(Beginning of ENTRIES PROVIDED)

use serde::Deserialize;

/// Main configuration structure for Skimmer
///
/// Every table and key is optional; an absent config file means defaults
/// throughout.
#[derive(Debug, Clone, Default, Deserialize)]
pub struct Config {
    #[serde(default)]
    pub crawler: CrawlerConfig,
    #[serde(default)]
    pub output: OutputConfig,
}

/// Fetch retry and backoff configuration
#[derive(Debug, Clone, Deserialize)]
pub struct CrawlerConfig {
    /// Retry bound for both retry dimensions of a fetch
    #[serde(default = "default_retries")]
    pub retries: u32,

    /// First wait before a retry, in milliseconds
    #[serde(rename = "initial-backoff-ms", default = "default_backoff_ms")]
    pub initial_backoff_ms: u64,

    /// Added to the wait after every sleep, in milliseconds
    #[serde(rename = "backoff-increment-ms", default = "default_backoff_ms")]
    pub backoff_increment_ms: u64,
}

impl Default for CrawlerConfig {
    fn default() -> Self {
        Self {
            retries: default_retries(),
            initial_backoff_ms: default_backoff_ms(),
            backoff_increment_ms: default_backoff_ms(),
        }
    }
}

/// Output paths for the product sink
#[derive(Debug, Clone, Deserialize)]
pub struct OutputConfig {
    /// Path of the JSON records file
    #[serde(rename = "json-path", default = "default_json_path")]
    pub json_path: String,

    /// Path of the CSV records file
    #[serde(rename = "csv-path", default = "default_csv_path")]
    pub csv_path: String,
}

impl Default for OutputConfig {
    fn default() -> Self {
        Self {
            json_path: default_json_path(),
            csv_path: default_csv_path(),
        }
    }
}

fn default_retries() -> u32 {
    3
}

fn default_backoff_ms() -> u64 {
    5000
}

fn default_json_path() -> String {
    "./scraped_data/products.json".to_string()
}

fn default_csv_path() -> String {
    "./scraped_data/products.csv".to_string()
}
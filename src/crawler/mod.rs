//! Crawl core: queue, fetcher, and orchestration
//!
//! This module contains the crawl loop and its moving parts:
//! - the priority job queue with visited-set deduplication
//! - the HTTP fetcher with bounded retries and escalating backoff
//! - link scanning for fetched pages
//! - the coordinator that ties them together

mod backoff;
mod coordinator;
mod fetcher;
mod parser;
mod queue;

pub use coordinator::{CrawlStats, Crawler, RunState};
pub use fetcher::{build_http_client, Fetcher, RetryPolicy};
pub use parser::extract_links;
pub use queue::JobQueue;
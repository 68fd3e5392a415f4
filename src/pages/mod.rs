//! Storefront page types
//!
//! The concrete page-type set for a webshop rooted at a single URL: the
//! home page, the shop listing pages under `shop/`, and the product pages
//! under `product/`. Product pages forward their results to the sink;
//! priorities make the crawl reach products before listings before
//! everything else.

use crate::crawler::extract_links;
use crate::job::{Job, JobResult};
use crate::registry::{PageType, Registry};
use std::collections::HashSet;
use url::Url;

/// Reduces a seed URL to the site root that bounds extraction
///
/// The root is the seed's origin with a bare `/` path — query and fragment
/// dropped — so any seed inside the site produces the same allow-list.
pub fn site_root(seed: &Url) -> Url {
    let mut root = seed.clone();
    root.set_path("/");
    root.set_query(None);
    root.set_fragment(None);
    root
}

/// Builds the registry for a storefront rooted at `root`
///
/// Registration order is home, listing, product; their URL spaces are
/// disjoint, so first-match resolution is unambiguous here.
pub fn storefront_registry(root: &Url) -> Registry {
    let mut registry = Registry::new();
    registry.register(HomePage::new(root));
    registry.register(ListingPage::new(root));
    registry.register(ProductPage::new(root));
    registry
}

/// Collects in-root link candidates from a result, deduplicated per call
///
/// Returns no candidates when the result has no usable body — a failed
/// fetch is "nothing to parse", not an error. The same URL appearing twice
/// in one page yields one candidate, first occurrence winning.
fn in_root_candidates(result: &JobResult, root: &str, excluded: &[&str]) -> Vec<String> {
    let Some(document) = result.html() else {
        return Vec::new();
    };
    let Ok(base) = Url::parse(&result.job.url) else {
        return Vec::new();
    };

    let mut seen = HashSet::new();
    let mut candidates = Vec::new();
    for link in extract_links(&document, &base) {
        if !link.starts_with(root) || excluded.contains(&link.as_str()) {
            continue;
        }
        if seen.insert(link.clone()) {
            candidates.push(link);
        }
    }
    candidates
}

fn jobs_for(candidates: Vec<String>, registry: &Registry) -> Vec<Job> {
    candidates
        .into_iter()
        .map(|url| {
            let priority = registry.priority_for(&url);
            Job::get(url).with_priority(priority)
        })
        .collect()
}

/// The storefront's landing page; matches the root URL exactly
pub struct HomePage {
    root: String,
}

impl HomePage {
    pub fn new(root: &Url) -> Self {
        Self {
            root: root.to_string(),
        }
    }
}

impl PageType for HomePage {
    fn name(&self) -> &str {
        "home"
    }

    fn matches(&self, url: &str) -> bool {
        url == self.root
    }

    fn find_new_jobs(&self, result: &JobResult, registry: &Registry) -> Vec<Job> {
        let candidates = in_root_candidates(result, &self.root, &[&self.root]);
        jobs_for(candidates, registry)
    }
}

/// A shop listing page under `<root>shop/`
pub struct ListingPage {
    root: String,
    prefix: String,
}

impl ListingPage {
    pub fn new(root: &Url) -> Self {
        let root = root.to_string();
        let prefix = format!("{root}shop/");
        Self { root, prefix }
    }
}

impl PageType for ListingPage {
    fn name(&self) -> &str {
        "listing"
    }

    fn matches(&self, url: &str) -> bool {
        url.starts_with(&self.prefix)
    }

    fn find_new_jobs(&self, result: &JobResult, registry: &Registry) -> Vec<Job> {
        // Listing pages link back to both the shop index and the home page;
        // neither is new work.
        let candidates = in_root_candidates(result, &self.root, &[&self.root, &self.prefix]);
        jobs_for(candidates, registry)
    }

    fn priority_weight(&self) -> i32 {
        1
    }
}

/// A product detail page under `<root>product/`; results feed the sink
pub struct ProductPage {
    root: String,
    prefix: String,
}

impl ProductPage {
    pub fn new(root: &Url) -> Self {
        let root = root.to_string();
        let prefix = format!("{root}product/");
        Self { root, prefix }
    }
}

impl PageType for ProductPage {
    fn name(&self) -> &str {
        "product"
    }

    fn matches(&self, url: &str) -> bool {
        url.starts_with(&self.prefix)
    }

    fn find_new_jobs(&self, result: &JobResult, registry: &Registry) -> Vec<Job> {
        let candidates = in_root_candidates(result, &self.root, &[&self.root]);
        jobs_for(candidates, registry)
    }

    fn forwards_results(&self) -> bool {
        true
    }

    fn priority_weight(&self) -> i32 {
        2
    }
}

(End of ENTRIES PROVIDED)

- **TASK STATEMENT**
Nothing but the lines from the one with "the home page;" through the last line of the entries should be repeated, and those exactly.

- **EXPECTED ANSWER**
        // Listing pages link back to both the shop index and the home page;
        // neither is new work.
        let candidates = in_root_candidates(result, &self.root, &[&self.root, &self.prefix]);
        jobs_for(candidates, registry)
    }

    fn priority_weight(&self) -> i32 {
        1
    }
}

/// A product detail page under `<root>product/`; results feed the sink
pub struct ProductPage {
    root: String,
    prefix: String,
}

impl ProductPage {
    pub fn new(root: &Url) -> Self {
        let root = root.to_string();
        let prefix = format!("{root}product/");
        Self { root, prefix }
    }
}

impl PageType for ProductPage {
    fn name(&self) -> &str {
        "product"
    }

    fn matches(&self, url: &str) -> bool {
        url.starts_with(&self.prefix)
    }

    fn find_new_jobs(&self, result: &JobResult, registry: &Registry) -> Vec<Job> {
        let candidates = in_root_candidates(result, &self.root, &[&self.root]);
        jobs_for(candidates, registry)
    }

    fn forwards_results(&self) -> bool {
        true
    }

    fn priority_weight(&self) -> i32 {
        2
    }
}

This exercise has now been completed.